I guess most people believe that if a man has erectile dysfunction that it must be devastating to that man. While I'll never dispute how horrible it must be for a man to have this issue I want to look at how it effects the woman.Well I guess I don't want to look at it, I want to explain it. My soon to be ex-husband suffers from this and yes it has a good portion to do with why we are divorcing.
When we first got together our sex life was amazing just like most couples. We did it multiple times a day, experimented and yes we were even a bit kinky back in the day.Than with growing up and kids, jobs, stress of mortgage payments, him going to college.. well sex took the back burner. Looking back I remember that there were times we'd be having sex and all of a sudden he'd get a pain and there went his erection. Most times it happened with me on top and being a heavy girl I thought it was due to me being too heavy. So much so I refused to get on top. I'm still afraid of hurting someone under me. I wonder now if it was the beginning of his disorder.
Than we went through infertility. That's the time in which I didn't work right and I remember how I felt. Less than whole, un-sexy, un-womanly and just a basic blah about myself and how he could do better with another. I knew he wanted children and while we had 1 I knew he wanted more. His family was never really super close and he always said "what's inside our walls is my family nothing else matters". We needed more within our walls. So the pressure was on me. I went through a few phases...sex was to make babies and that was it. It wasn't fun it wasn't pleasurable it was babies, babies babies!!!! Every month that I didn't get pregnant was like a knife in my heart. All the pregnancy tests I took that were negative where shrapnel to my already open wounds. So yes I totally understand his perspective of "not working right" and how frustrating and ego blowing it can be.
Than I hit 33 years old and WOW oh WOW...what a difference a few hormones can make. Add in we're done having babies and he's fixed no fear of getting pregnant and I'm a fucking machine. Than his ED takes full affect. It's a huge road block. I feel bad for wanting sex. He feels like he's not satisfying me and we just keep going in this huge horrible cycle. So being that I'm home alone all day my porn viewing activities rises. My masturbation increases so much so I make myself sore at times. When we do attempt sex most times it ends with mutual masturbation anyways. So I might as well please myself whenever I want. Let's jump ahead I'm 35 and he still hasn't seeked treatment. I've been reading erotic literature for a while and I'm fascinated by the kinky side of things. I discover Fetlife and the whole world opens up for me. There's lots of people out there who think like me. Who want to play and discover...only I still have a sexual repressed hubby who won't get help and feels like shit if I mention sex.
I don't tell him about fet. I go on and live out the sex life I dream about in fantasy. I feel guilty, dirty and just downright odd. I can't turn my hubby on. He will be hard one minute and the second I try to suck him off it dies.

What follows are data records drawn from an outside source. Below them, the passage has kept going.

/// Commercial grid for repaired prices (EUR).
pub const PRICE_ROUNDING_STEP: f64 = 10.0;

/// Prices closer than this are treated as equal.
pub const PRICE_TOLERANCE: f64 = 1e-6;

/// Nearest multiple of `step`; exact halves go to the even multiple.
///
/// `185.0` on a step of 10 becomes `180.0`, `195.0` becomes `200.0`.
pub fn round_to_grid(value: f64, step: f64) -> f64 {
    step * (value / step).round_ties_even()
}

/// Smallest grid value a repaired price may take for `required`: the nearest
/// grid value, or the next step up when the nearest one falls below the
/// requirement.
pub fn lift_to_grid(required: f64, step: f64) -> f64 {
    let nearest = round_to_grid(required, step);
    if nearest < required - PRICE_TOLERANCE {
        nearest + step
    } else {
        nearest
    }
}

/// Nearest multiple of `step`, halves rounding up.
pub fn round_half_up(value: f64, step: f64) -> f64 {
    let quotient = value / step;
    let lower = quotient.floor();
    if quotient - lower < 0.5 {
        lower * step
    } else {
        (lower + 1.0) * step
    }
}
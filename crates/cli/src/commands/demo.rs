use tariff_core::geo::data::{average_net_wages, CITY_POPULATION_RS};
use tariff_core::{
    adjust_prices_for_city, adjust_prices_for_country, compute_country_factors,
    validate_and_fix_prices, ApplicationError, RawPriceTable,
};

use crate::commands::project::serbian_city_factors;
use crate::commands::{load_config, render_table, CommandResult};

pub const DEMO_TARGET_COUNTRY: &str = "RS";

/// Reference-market tariff with deliberately inverted deductible ladders and
/// casco priced below limited casco.
pub fn base_prices() -> RawPriceTable {
    [
        ("mtpl", 400.0),
        ("limited_casco_compact_100", 820.0),
        ("limited_casco_compact_200", 840.0),
        ("limited_casco_compact_500", 870.0),
        ("limited_casco_basic_100", 800.0),
        ("limited_casco_basic_200", 820.0),
        ("limited_casco_basic_500", 850.0),
        ("limited_casco_comfort_100", 900.0),
        ("limited_casco_comfort_200", 920.0),
        ("limited_casco_comfort_500", 950.0),
        ("limited_casco_premium_100", 1_000.0),
        ("limited_casco_premium_200", 1_020.0),
        ("limited_casco_premium_500", 1_050.0),
        ("casco_basic_100", 780.0),
        ("casco_premium_100", 1_070.0),
    ]
    .into_iter()
    .map(|(key, price)| (key.to_string(), price))
    .collect()
}

pub fn run() -> CommandResult {
    match render() {
        Ok(output) => CommandResult { exit_code: 0, output },
        Err(error) => CommandResult::from_error("demo", &error),
    }
}

fn render() -> Result<String, ApplicationError> {
    let config = load_config()?;
    let reference = config.geo.reference_country.as_str();
    let mut lines = Vec::new();

    let (fixed, issues) = validate_and_fix_prices(&base_prices())?;
    lines.push(format!("base prices ({reference}) after repair:"));
    lines.extend(render_table(&fixed));
    lines.push(format!("issues ({}):", issues.len()));
    lines.extend(issues.iter().map(|issue| format!("- {issue}")));

    let country_factors =
        compute_country_factors(&average_net_wages(), reference, config.geo.country_alpha)?;
    let country_factor = country_factors.get(DEMO_TARGET_COUNTRY).copied().unwrap_or(1.0);
    let country_prices = adjust_prices_for_country(&fixed, DEMO_TARGET_COUNTRY, &country_factors);
    lines.push(String::new());
    lines.push(format!("{DEMO_TARGET_COUNTRY} prices (factor {country_factor:.4}):"));
    lines.extend(render_table(&country_prices));

    let city_factors = serbian_city_factors(&config);
    for (city, _) in CITY_POPULATION_RS {
        let city_factor = city_factors.get(city).copied().unwrap_or(1.0);
        let city_prices = adjust_prices_for_city(&country_prices, city, &city_factors);
        lines.push(String::new());
        lines.push(format!("{city} prices (city factor {city_factor:.4}):"));
        lines.extend(render_table(&city_prices));
    }

    Ok(lines.join("\n"))
}
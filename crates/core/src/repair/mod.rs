pub mod deductible;
pub mod engine;
pub mod rounding;
pub mod rules;

use serde::{Deserialize, Serialize};
use tracing::info;

use crate::audit::{ChangeStage, PriceChange};
use crate::domain::table::{PriceTable, RawPriceTable};
use crate::errors::DomainError;
use crate::repair::rounding::PRICE_TOLERANCE;

use self::{
    deductible::{DeductibleLadder, LadderNormalizer},
    engine::enforce_constraints,
    rules::{BusinessRuleGenerator, ConstraintGenerator},
};

#[derive(Clone, Debug, PartialEq, Serialize, Deserialize)]
pub struct RepairReport {
    pub table: PriceTable,
    pub changes: Vec<PriceChange>,
}

impl RepairReport {
    /// Human-readable issue lines, in the order the changes were applied.
    pub fn issues(&self) -> Vec<String> {
        self.changes.iter().map(ToString::to_string).collect()
    }

    pub fn is_clean(&self) -> bool {
        self.changes.is_empty()
    }

    pub fn count_for(&self, stage: ChangeStage) -> usize {
        self.changes.iter().filter(|change| change.stage == stage).count()
    }
}

pub trait PriceRepair: Send + Sync {
    fn repair(&self, table: &PriceTable) -> Result<RepairReport, DomainError>;
}

/// Normalize, generate constraints, then lift violations in rank order.
pub struct RepairPipeline<G, N> {
    generator: G,
    normalizer: N,
}

impl<G, N> RepairPipeline<G, N> {
    pub fn new(generator: G, normalizer: N) -> Self {
        Self { generator, normalizer }
    }
}

impl Default for RepairPipeline<BusinessRuleGenerator, DeductibleLadder> {
    fn default() -> Self {
        Self::new(BusinessRuleGenerator, DeductibleLadder)
    }
}

impl<G, N> PriceRepair for RepairPipeline<G, N>
where
    G: ConstraintGenerator,
    N: LadderNormalizer,
{
    fn repair(&self, input: &PriceTable) -> Result<RepairReport, DomainError> {
        let mut table = input.clone();

        let mut changes = self.normalizer.normalize(&mut table);
        let constraints = self.generator.generate(&table.key_set());
        let constraint_count = constraints.len();
        changes.extend(enforce_constraints(&mut table, constraints)?);
        // A ladder cut undone by a later lift leaves the price as supplied.
        changes.retain(|change| !ends_where_it_started(input, &table, change));

        let report = RepairReport { table, changes };
        info!(
            event_name = "pricing.repair.completed",
            keys = report.table.len(),
            constraints = constraint_count,
            ladder_changes = report.count_for(ChangeStage::DeductibleLadder),
            repair_changes = report.count_for(ChangeStage::ConstraintRepair),
            "price table repaired"
        );
        Ok(report)
    }
}

fn ends_where_it_started(input: &PriceTable, repaired: &PriceTable, change: &PriceChange) -> bool {
    match (input.get(&change.key), repaired.get(&change.key)) {
        (Some(before), Some(after)) => (after - before).abs() <= PRICE_TOLERANCE,
        _ => false,
    }
}

pub fn repair_price_table(table: &PriceTable) -> Result<RepairReport, DomainError> {
    RepairPipeline::default().repair(table)
}

/// Validates and repairs a flat price table.
///
/// Returns the repaired table (same keys as the input) and one issue line per
/// price change. Changes to a key whose final price equals its input price
/// are not reported, so an empty issue list means the table came back
/// unchanged.
///
/// The table is repaired in one pass, so an empty list does not promise that
/// every deductible ladder is strictly ordered: a product lift can flatten a
/// ladder, and anchors below 95 EUR collapse on the 10 EUR grid.
pub fn validate_and_fix_prices(
    raw_prices: &RawPriceTable,
) -> Result<(RawPriceTable, Vec<String>), DomainError> {
    let table = PriceTable::from_raw(raw_prices)?;
    let report = repair_price_table(&table)?;
    Ok((report.table.to_raw()?, report.issues()))
}
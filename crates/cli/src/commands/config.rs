use std::env;
use std::fs;
use std::path::{Path, PathBuf};

use tariff_core::config::{resolve_config_path, AppConfig, LoadOptions};
use toml::Value;

pub fn run() -> String {
    let config = match AppConfig::load(LoadOptions::default()) {
        Ok(config) => config,
        Err(error) => return format!("config validation failed: {error}"),
    };

    let config_file_path = resolve_config_path(None);
    let config_file_doc = load_config_file_doc(config_file_path.as_deref());
    let source = |key_path: &str, env_keys: &[&str]| {
        field_source(key_path, env_keys, config_file_doc.as_ref(), config_file_path.as_deref())
    };

    let mut lines = vec!["effective config (source precedence: env > file > default):".to_string()];

    lines.push(render_line(
        "geo.reference_country",
        &config.geo.reference_country,
        source("geo.reference_country", &["TARIFF_GEO_REFERENCE_COUNTRY"]),
    ));
    lines.push(render_line(
        "geo.country_alpha",
        &config.geo.country_alpha.to_string(),
        source("geo.country_alpha", &["TARIFF_GEO_COUNTRY_ALPHA"]),
    ));
    lines.push(render_line(
        "geo.city_min_factor",
        &config.geo.city_min_factor.to_string(),
        source("geo.city_min_factor", &["TARIFF_GEO_CITY_MIN_FACTOR"]),
    ));
    lines.push(render_line(
        "geo.city_max_factor",
        &config.geo.city_max_factor.to_string(),
        source("geo.city_max_factor", &["TARIFF_GEO_CITY_MAX_FACTOR"]),
    ));
    lines.push(render_line(
        "geo.city_gamma",
        &config.geo.city_gamma.to_string(),
        source("geo.city_gamma", &["TARIFF_GEO_CITY_GAMMA"]),
    ));

    lines.push(render_line(
        "logging.level",
        &config.logging.level,
        source("logging.level", &["TARIFF_LOGGING_LEVEL", "TARIFF_LOG_LEVEL"]),
    ));
    lines.push(render_line(
        "logging.format",
        &config.logging.format.to_string(),
        source("logging.format", &["TARIFF_LOGGING_FORMAT", "TARIFF_LOG_FORMAT"]),
    ));

    lines.join("\n")
}

fn load_config_file_doc(path: Option<&Path>) -> Option<Value> {
    let path = path?;
    let raw = fs::read_to_string(path).ok()?;
    raw.parse::<Value>().ok()
}

fn field_source(
    key_path: &str,
    env_keys: &[&str],
    config_file_doc: Option<&Value>,
    config_file_path: Option<&Path>,
) -> String {
    let from_env = env_keys
        .iter()
        .find(|env_key| env::var(env_key).is_ok_and(|value| !value.trim().is_empty()));
    if let Some(env_key) = from_env {
        return format!("env ({env_key})");
    }

    if let Some(doc) = config_file_doc {
        if contains_path(doc, key_path) {
            let file_path = config_file_path
                .map(Path::to_path_buf)
                .unwrap_or_else(|| PathBuf::from("config file"));
            return format!("file ({})", file_path.display());
        }
    }

    "default".to_string()
}

fn contains_path(root: &Value, key_path: &str) -> bool {
    let mut current = root;
    for key in key_path.split('.') {
        let Some(next) = current.get(key) else {
            return false;
        };
        current = next;
    }
    true
}

fn render_line(key: &str, value: &str, source: String) -> String {
    format!("- {key} = {value} (source: {source})")
}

If I move it dies. I feel as though its me. Have I gotten too fat...am I not interactive enough. Does he not find me attractive anymore. Am I too bitchy. I try everything to keep him happy and stress free. I do all the housework and try my hardest to keep the kids out of his way. I make sure he has nothing to do except to relax and maybe mow the yard every once in a while. I start to feel like the maid, the servant and while I'm naturally submissive...inside I'm so fricking angry there's days I just want to hurt him.
Finally after one bad night of a panic attack he seeks help for his panic issues....than doesn't follow through with the treatment. He loves to diss my brother for being bi-polar and not keeping himself on the meds... yet he won't stay on them either. He says it kills his erections when honestly he hasn't had erections to begin with. I ride this roller coaster daily with his mood swings and his over reactions to normal everyday typical stresses. With no help around the house from him, with me keeping all stress to myself and not getting the emotional support I need from him...I start a Dom relationship online. I finally open up about the kink. Talk to him about dungeons and that I really want to go to one to help us with our sexual issues.
When he finds out about this other side of me, is when he finally gets help for his ED. He gets the pills..fills the script says they are too expensive yet than takes 2 at a time. Than he never fills the script again. I go through the process of figuring out all the natural food supplements he should take to help support a healthy blood supply and flow and than he won't take those pills. It's like he was setting us up to fail.
I'm made to feel guilty for thinking about sex, wanting sex or that I masturbate too often. Now all of sudden I'm accused of fucking every walking man in our county. That I can't control myself and that I'm a siccko for wanting kinky sex. Next thing I know I'm not allowed alone...he goes everywhere with me...even the grocery store.
We attend dungeon parties together. But as soon as another man shows a bit of interest we have to leave. I had one comment on my shoes and hubby freaked! We go to the dungeon with promises of play to leave un-played with and confused. Get home and go to sleep. Cry myself to sleep thinking I've done something wrong to have him totally turned off by me. After seeing this "live porn" happen right in front of us to be totally not turned on, utterly confuses me.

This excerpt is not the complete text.